Die Erfindung betrifft ein Verfahren zur Verbesserung des Festigkeits-/Dehnungsverhaltens von radikalisch hergestellten thermoelastoplastischen Materialien. Dieses Verfahren besteht aus einer thermisch initiierten ersten Pfropfcopolymerisationsstufe, und einem bei niedrigeren Temperaturen durchgefuehrten zweiten Verfahrensschritt unter Zusatz von FeII-Salz und Rongalit, in dem die Polymerisation bis zum vollstaendigen Umsatz des MOnomeren weitergefuehrt wird. Die nach diesem Verfahren hergestellten thermoelastoplatischen Materialien sind als Spritzguszmassen verarbeitbar und zeichnen sich ohne Vulkanisation durch eine hohe Zugfestigkeit bei gutem Dehnungsniveau aus. Diese Polymere koennen als Hauptkomponente fuer Schuhsohlenmaterial in der Schuhindustrie sowie fuer Formteile und Isoliermaterial mit dynamischer Beanspruchung Verwendung finden.{Polymerisation; Pfropfcopolymerisation; Thermoelastoplast; Kautschukmodifizierung; Emulsionspolymerisation; Redoxinitiator}

Description

Anwendungsgebiet der Erfindung
Die Erfindung betrifft ein Verfahren zur Verbesserung des Festigkeits-/Dehnungsverhaltens von radikalisch hergestellten thermoelastoplastischen Materialien, die als Spritzgußmassen verarbeitbar sind und sich ohne Vulkanisation durch eine hohe Zugfestigkeit bei gutem Dehnungsniveau auszeichnen. Diese Polymere können als Hauptkomponente für Schuhsohlenmaterial in der Schuhindustrie sowie für Formteile und Isoliermaterial mit dynamischer Beanspruchung Verwendung finden.
Charakteristik des bekannten Standes der Technik
Bekannt sind thermoelastoplastische Materialien auf der Grundlage der Monomeren Butadien und Styren in Form der Butadien-Styren-Dreiblockcopolymere. Nach US 3265765,3906057 und 3907929 werden diese Copolymere erfindungsgemäß durch anionische Polymerisation in Lösung mittels Lithiumalkyl-Initiatoren hergestellt und bestehen aus einem weichen, elastischen Pnlybutadien-Mittelblock und zwei harten thermoplastischen Polystyrenseitenblöcken.
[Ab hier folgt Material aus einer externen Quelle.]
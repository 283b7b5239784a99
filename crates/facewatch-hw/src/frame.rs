//! Frame type and pixel-format conversion to RGB8.

use image::RgbImage;

/// A captured camera frame.
#[derive(Clone)]
pub struct Frame {
    pub image: RgbImage,
    pub timestamp: std::time::Instant,
    pub sequence: u32,
}

impl Frame {
    pub fn width(&self) -> u32 {
        self.image.width()
    }

    pub fn height(&self) -> u32 {
        self.image.height()
    }
}

/// Convert packed YUYV (4:2:2) to RGB8 using BT.601 limited-range coefficients.
///
/// YUYV packs two pixels per 4 bytes: [Y0, U, Y1, V]; both pixels share U/V.
pub fn yuyv_to_rgb(yuyv: &[u8], width: u32, height: u32) -> Result<RgbImage, FrameError> {
    if width % 2 != 0 {
        return Err(FrameError::OddWidth(width));
    }
    let expected = (width * height * 2) as usize;
    if yuyv.len() < expected {
        return Err(FrameError::InvalidLength {
            expected,
            actual: yuyv.len(),
        });
    }

    let mut rgb = Vec::with_capacity((width * height * 3) as usize);
    for quad in yuyv[..expected].chunks_exact(4) {
        let (y0, u, y1, v) = (quad[0], quad[1], quad[2], quad[3]);
        rgb.extend_from_slice(&ycbcr_to_rgb(y0, u, v));
        rgb.extend_from_slice(&ycbcr_to_rgb(y1, u, v));
    }

    RgbImage::from_raw(width, height, rgb).ok_or(FrameError::InvalidLength {
        expected,
        actual: yuyv.len(),
    })
}

/// Replicate 8-bit grayscale into three channels.
pub fn grey_to_rgb(gray: &[u8], width: u32, height: u32) -> Result<RgbImage, FrameError> {
    let expected = (width * height) as usize;
    if gray.len() < expected {
        return Err(FrameError::InvalidLength {
            expected,
            actual: gray.len(),
        });
    }
    let rgb: Vec<u8> = gray[..expected].iter().flat_map(|&g| [g, g, g]).collect();
    RgbImage::from_raw(width, height, rgb).ok_or(FrameError::InvalidLength {
        expected,
        actual: gray.len(),
    })
}

/// 16-bit little-endian grayscale, downscaled to 8 bits and replicated.
pub fn y16_to_rgb(buf: &[u8], width: u32, height: u32) -> Result<RgbImage, FrameError> {
    let pixels = (width * height) as usize;
    let expected = pixels * 2;
    if buf.len() < expected {
        return Err(FrameError::InvalidLength {
            expected,
            actual: buf.len(),
        });
    }
    let gray: Vec<u8> = buf[..expected]
        .chunks_exact(2)
        .map(|px| (u16::from_le_bytes([px[0], px[1]]) >> 8) as u8)
        .collect();
    grey_to_rgb(&gray, width, height)
}

fn ycbcr_to_rgb(y: u8, u: u8, v: u8) -> [u8; 3] {
    let c = (y as f32 - 16.0) * 1.164;
    let d = u as f32 - 128.0;
    let e = v as f32 - 128.0;
    let clamp = |x: f32| x.round().clamp(0.0, 255.0) as u8;
    [
        clamp(c + 1.596 * e),
        clamp(c - 0.392 * d - 0.813 * e),
        clamp(c + 2.017 * d),
    ]
}

#[derive(Debug, thiserror::Error)]
pub enum FrameError {
    #[error("invalid buffer length: expected {expected}, got {actual}")]
    InvalidLength { expected: usize, actual: usize },
    #[error("YUYV width must be even, got {0}")]
    OddWidth(u32),
}
use crate::db::FaceDb;
use crate::import::{self, ImportStats};
use facewatch_core::registration::StagedFace;
use facewatch_core::{
    CommitOutcome, Detection, Durability, FaceExtractor, FrameAnnotator, PipelineError,
    RegistrationError, RegistrationSession, SessionState, SharedStore,
};
use facewatch_hw::FrameSource;
use image::RgbImage;
use parking_lot::Mutex;
use serde::Serialize;
use std::sync::atomic::{AtomicBool, Ordering};
use std::path::PathBuf;
use std::sync::Arc;
use std::time::Duration;
use thiserror::Error;
use tokio::sync::mpsc::error::TryRecvError;
use tokio::sync::{mpsc, oneshot};

#[derive(Error, Debug)]
pub enum EngineError {
    #[error("pipeline error: {0}")]
    Pipeline(#[from] PipelineError),
    #[error("registration error: {0}")]
    Registration(#[from] RegistrationError),
    #[error("database error: {0}")]
    Database(#[from] rusqlite::Error),
    #[error("no frame has been captured yet")]
    NoFrame,
    #[error("cannot read import directory: {0}")]
    ImportDirectory(std::io::Error),
    #[error("failed to spawn engine thread: {0}")]
    Spawn(std::io::Error),
    #[error("engine thread exited")]
    ChannelClosed,
}

/// Tunables for the capture/processing loop.
#[derive(Debug, Clone)]
pub struct EngineSettings {
    pub match_threshold: f32,
    pub frame_scale: f32,
    pub label_capacity: usize,
    pub frame_interval: Duration,
    pub durability: Durability,
}

/// Snapshot of engine state for status queries.
#[derive(Debug, Clone, Serialize)]
pub struct EngineStatus {
    pub paused: bool,
    pub session: SessionState,
    pub staged: usize,
    pub known_faces: usize,
    pub labels: usize,
}

/// Result of seeding the registry from a directory tree.
#[derive(Debug, Clone, Serialize)]
pub struct ImportReport {
    #[serde(flatten)]
    pub stats: ImportStats,
    pub outcome: CommitOutcome,
}

/// Messages sent from D-Bus handlers to the engine thread.
enum EngineRequest {
    /// Unblocks a paused loop so it re-reads the pause flag.
    Wake,
    Stage {
        placeholder: Option<String>,
        reply: oneshot::Sender<Result<Vec<StagedFace>, EngineError>>,
    },
    AssignLabel {
        index: usize,
        label: String,
        reply: oneshot::Sender<Result<(), EngineError>>,
    },
    Commit {
        reply: oneshot::Sender<Result<CommitOutcome, EngineError>>,
    },
    Cancel {
        reply: oneshot::Sender<()>,
    },
    RemoveLabel {
        label: String,
        reply: oneshot::Sender<Result<usize, EngineError>>,
    },
    Status {
        reply: oneshot::Sender<EngineStatus>,
    },
    ImportDirectory {
        root: PathBuf,
        reply: oneshot::Sender<Result<ImportReport, EngineError>>,
    },
}

/// Clone-safe handle to the engine thread.
#[derive(Clone)]
pub struct EngineHandle {
    tx: mpsc::Sender<EngineRequest>,
    store: Arc<SharedStore>,
    latest: Arc<Mutex<Vec<Detection>>>,
    paused: Arc<AtomicBool>,
}

impl EngineHandle {
    /// Stop starting new capture cycles. Takes effect before the next cycle.
    pub fn pause(&self) {
        self.paused.store(true, Ordering::SeqCst);
        tracing::info!("capture paused");
    }

    /// Restart the capture loop.
    pub async fn resume(&self) -> Result<(), EngineError> {
        self.paused.store(false, Ordering::SeqCst);
        tracing::info!("capture resumed");
        self.tx
            .send(EngineRequest::Wake)
            .await
            .map_err(|_| EngineError::ChannelClosed)
    }

    pub fn is_paused(&self) -> bool {
        self.paused.load(Ordering::SeqCst)
    }

    /// `(label, count)` pairs from the current store snapshot.
    pub fn labels(&self) -> Vec<(String, usize)> {
        self.store.snapshot().labels()
    }

    /// Annotations of the most recent processed frame, in full-frame space.
    pub fn latest_detections(&self) -> Vec<Detection> {
        self.latest.lock().clone()
    }

    /// Pause capture and stage the unknown faces of the last frame.
    pub async fn stage(&self, placeholder: Option<String>) -> Result<Vec<StagedFace>, EngineError> {
        self.pause();
        self.request(|reply| EngineRequest::Stage { placeholder, reply })
            .await?
    }

    pub async fn assign_label(&self, index: usize, label: String) -> Result<(), EngineError> {
        self.request(|reply| EngineRequest::AssignLabel {
            index,
            label,
            reply,
        })
        .await?
    }

    /// Commit the staged faces; capture resumes on success.
    pub async fn commit(&self) -> Result<CommitOutcome, EngineError> {
        self.request(|reply| EngineRequest::Commit { reply }).await?
    }

    /// Discard the staged faces and resume capture.
    pub async fn cancel(&self) -> Result<(), EngineError> {
        self.request(|reply| EngineRequest::Cancel { reply }).await
    }

    pub async fn remove_label(&self, label: String) -> Result<usize, EngineError> {
        self.request(|reply| EngineRequest::RemoveLabel { label, reply })
            .await?
    }

    pub async fn status(&self) -> Result<EngineStatus, EngineError> {
        self.request(|reply| EngineRequest::Status { reply }).await
    }

    /// Register the first face of every image under `root/<label>/`.
    /// Capture stalls while the engine thread works through the tree.
    pub async fn import_directory(&self, root: PathBuf) -> Result<ImportReport, EngineError> {
        self.request(|reply| EngineRequest::ImportDirectory { root, reply })
            .await?
    }

    async fn request<T>(
        &self,
        make: impl FnOnce(oneshot::Sender<T>) -> EngineRequest,
    ) -> Result<T, EngineError> {
        let (reply_tx, reply_rx) = oneshot::channel();
        self.tx
            .send(make(reply_tx))
            .await
            .map_err(|_| EngineError::ChannelClosed)?;
        reply_rx.await.map_err(|_| EngineError::ChannelClosed)
    }
}

/// Spawn the engine on a dedicated OS thread.
///
/// The thread owns the frame source, the extractor, the database and the
/// registration session; the store is shared with the handle for reads.
pub fn spawn_engine<S, X>(
    source: S,
    extractor: X,
    db: FaceDb,
    store: Arc<SharedStore>,
    settings: EngineSettings,
) -> Result<EngineHandle, EngineError>
where
    S: FrameSource + Send + 'static,
    X: FaceExtractor + Send + 'static,
{
    let (tx, rx) = mpsc::channel::<EngineRequest>(4);
    let engine = Engine::new(source, extractor, db, Arc::clone(&store), settings)?;
    let latest = Arc::clone(&engine.latest);
    let paused = Arc::clone(&engine.paused);

    std::thread::Builder::new()
        .name("facewatch-engine".into())
        .spawn(move || engine.run(rx))
        .map_err(EngineError::Spawn)?;

    Ok(EngineHandle {
        tx,
        store,
        latest,
        paused,
    })
}

struct Engine<S, X> {
    source: S,
    extractor: X,
    db: FaceDb,
    store: Arc<SharedStore>,
    session: RegistrationSession,
    live: FrameAnnotator,
    still: FrameAnnotator,
    settings: EngineSettings,
    last_frame: Option<RgbImage>,
    latest: Arc<Mutex<Vec<Detection>>>,
    paused: Arc<AtomicBool>,
}
//! Object metadata passed through from backend listing calls.

use serde::{Deserialize, Serialize};

/// A single object entry from a bucket listing.
///
/// Field values come verbatim from the backend's `ListObjectsV2` response;
/// the proxy does not reinterpret timestamps or checksums. JSON field names
/// follow the backend's own spelling so the browser sees the same shape the
/// store produced.
#[derive(Serialize, Deserialize, Clone, Debug, Default, PartialEq)]
pub struct ObjectDescriptor {
    /// Object key (path-like identifier within the bucket).
    #[serde(rename = "Key")]
    pub key: String,

    /// Size in bytes.
    #[serde(rename = "Size")]
    pub size: i64,

    /// Last-modified timestamp as reported by the backend.
    #[serde(rename = "LastModified")]
    pub last_modified: Option<String>,

    /// ETag/checksum, surrounding quotes stripped.
    #[serde(rename = "ETag")]
    pub etag: Option<String>,

    /// Storage class (e.g. STANDARD) when the backend reports one.
    #[serde(rename = "StorageClass")]
    pub storage_class: Option<String>,
}

/// One page of a listing plus the cursor for the next page.
///
/// `next_cursor` is the backend's continuation token, round-tripped verbatim;
/// its absence signals end-of-listing.
#[derive(Serialize, Debug)]
pub struct ObjectPage {
    pub objects: Vec<ObjectDescriptor>,
    pub next_cursor: Option<String>,
}
//! Server-side custody of validated storage credentials.
//!
//! One session owns at most one credential triple. The triple is written
//! wholesale at login and removed wholesale at logout — there is no partial
//! mutation, so concurrent readers always see a consistent snapshot.
//!
//! The browser never holds the credential; it holds an opaque signed token
//! (`"<session-id>.<hmac-sha256-hex>"`) referencing the entry here. The
//! trait is the seam for swapping the in-memory map for a distributed
//! cache-backed store.

use async_trait::async_trait;
use hmac::{Hmac, Mac};
use sha2::Sha256;
use std::collections::HashMap;
use tokio::sync::RwLock;
use uuid::Uuid;

use crate::models::credential::StoredCredential;

type HmacSha256 = Hmac<Sha256>;

#[async_trait]
pub trait SessionStore: Send + Sync {
    /// Bind a validated credential to a session. Call only after the
    /// credential has passed the login probe.
    async fn insert(&self, session_id: &str, credential: StoredCredential);

    /// Snapshot of the credential bound to this session, if any.
    async fn get(&self, session_id: &str) -> Option<StoredCredential>;

    /// Drop the session unconditionally (logout).
    async fn remove(&self, session_id: &str);
}

/// Process-local session store. Sessions live as long as the process; a
/// TTL-bearing distributed implementation would plug in behind the same
/// trait.
#[derive(Default)]
pub struct InMemorySessionStore {
    sessions: RwLock<HashMap<String, StoredCredential>>,
}

impl InMemorySessionStore {
    pub fn new() -> Self {
        Self::default()
    }
}

#[async_trait]
impl SessionStore for InMemorySessionStore {
    async fn insert(&self, session_id: &str, credential: StoredCredential) {
        self.sessions
            .write()
            .await
            .insert(session_id.to_string(), credential);
    }

    async fn get(&self, session_id: &str) -> Option<StoredCredential> {
        self.sessions.read().await.get(session_id).cloned()
    }

    async fn remove(&self, session_id: &str) {
        self.sessions.write().await.remove(session_id);
    }
}

/// Fresh random session id.
pub fn new_session_id() -> String {
    Uuid::new_v4().to_string()
}

/// Produce the client-held token for a session id.
pub fn mint_token(session_id: &str, secret: &str) -> String {
    let mut mac =
        HmacSha256::new_from_slice(secret.as_bytes()).expect("HMAC can take key of any size");
    mac.update(session_id.as_bytes());
    format!(
        "{}.{}",
        session_id,
        hex::encode(mac.finalize().into_bytes())
    )
}

/// Verify a client-held token and recover the session id.
///
/// Anything unparseable, truncated, or with a bad signature yields `None` —
/// callers treat that the same as no session at all.
pub fn verify_token(token: &str, secret: &str) -> Option<String> {
    let (session_id, signature_hex) = token.rsplit_once('.')?;
    if session_id.is_empty() {
        return None;
    }
    let signature = hex::decode(signature_hex).ok()?;
    let mut mac = HmacSha256::new_from_slice(secret.as_bytes()).ok()?;
    mac.update(session_id.as_bytes());
    mac.verify_slice(&signature).ok()?;
    Some(session_id.to_string())
}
Diese Polymere weisen eine Zweiphasenstruktur infolge der Phasenseparation der Hart- und Weichsegmente auf, wobei die in die Kautschukmatrix eingebettete Polystyren-Hartphasa unterhalb der Glastemperatur des Polystyrens die Vernetzungsstellen der Polybutadienblöcke bildet. Aus diesem Sachverhalt resultieren bei Raumtemperatur die Eigenschaften eines vernetzten Kautschuks. Oberhalb der Glastemperatur der Hartphase zeigen diese Polymere thermoplastisches Verhalten und sind wie Thermoplaste verarbeitbar.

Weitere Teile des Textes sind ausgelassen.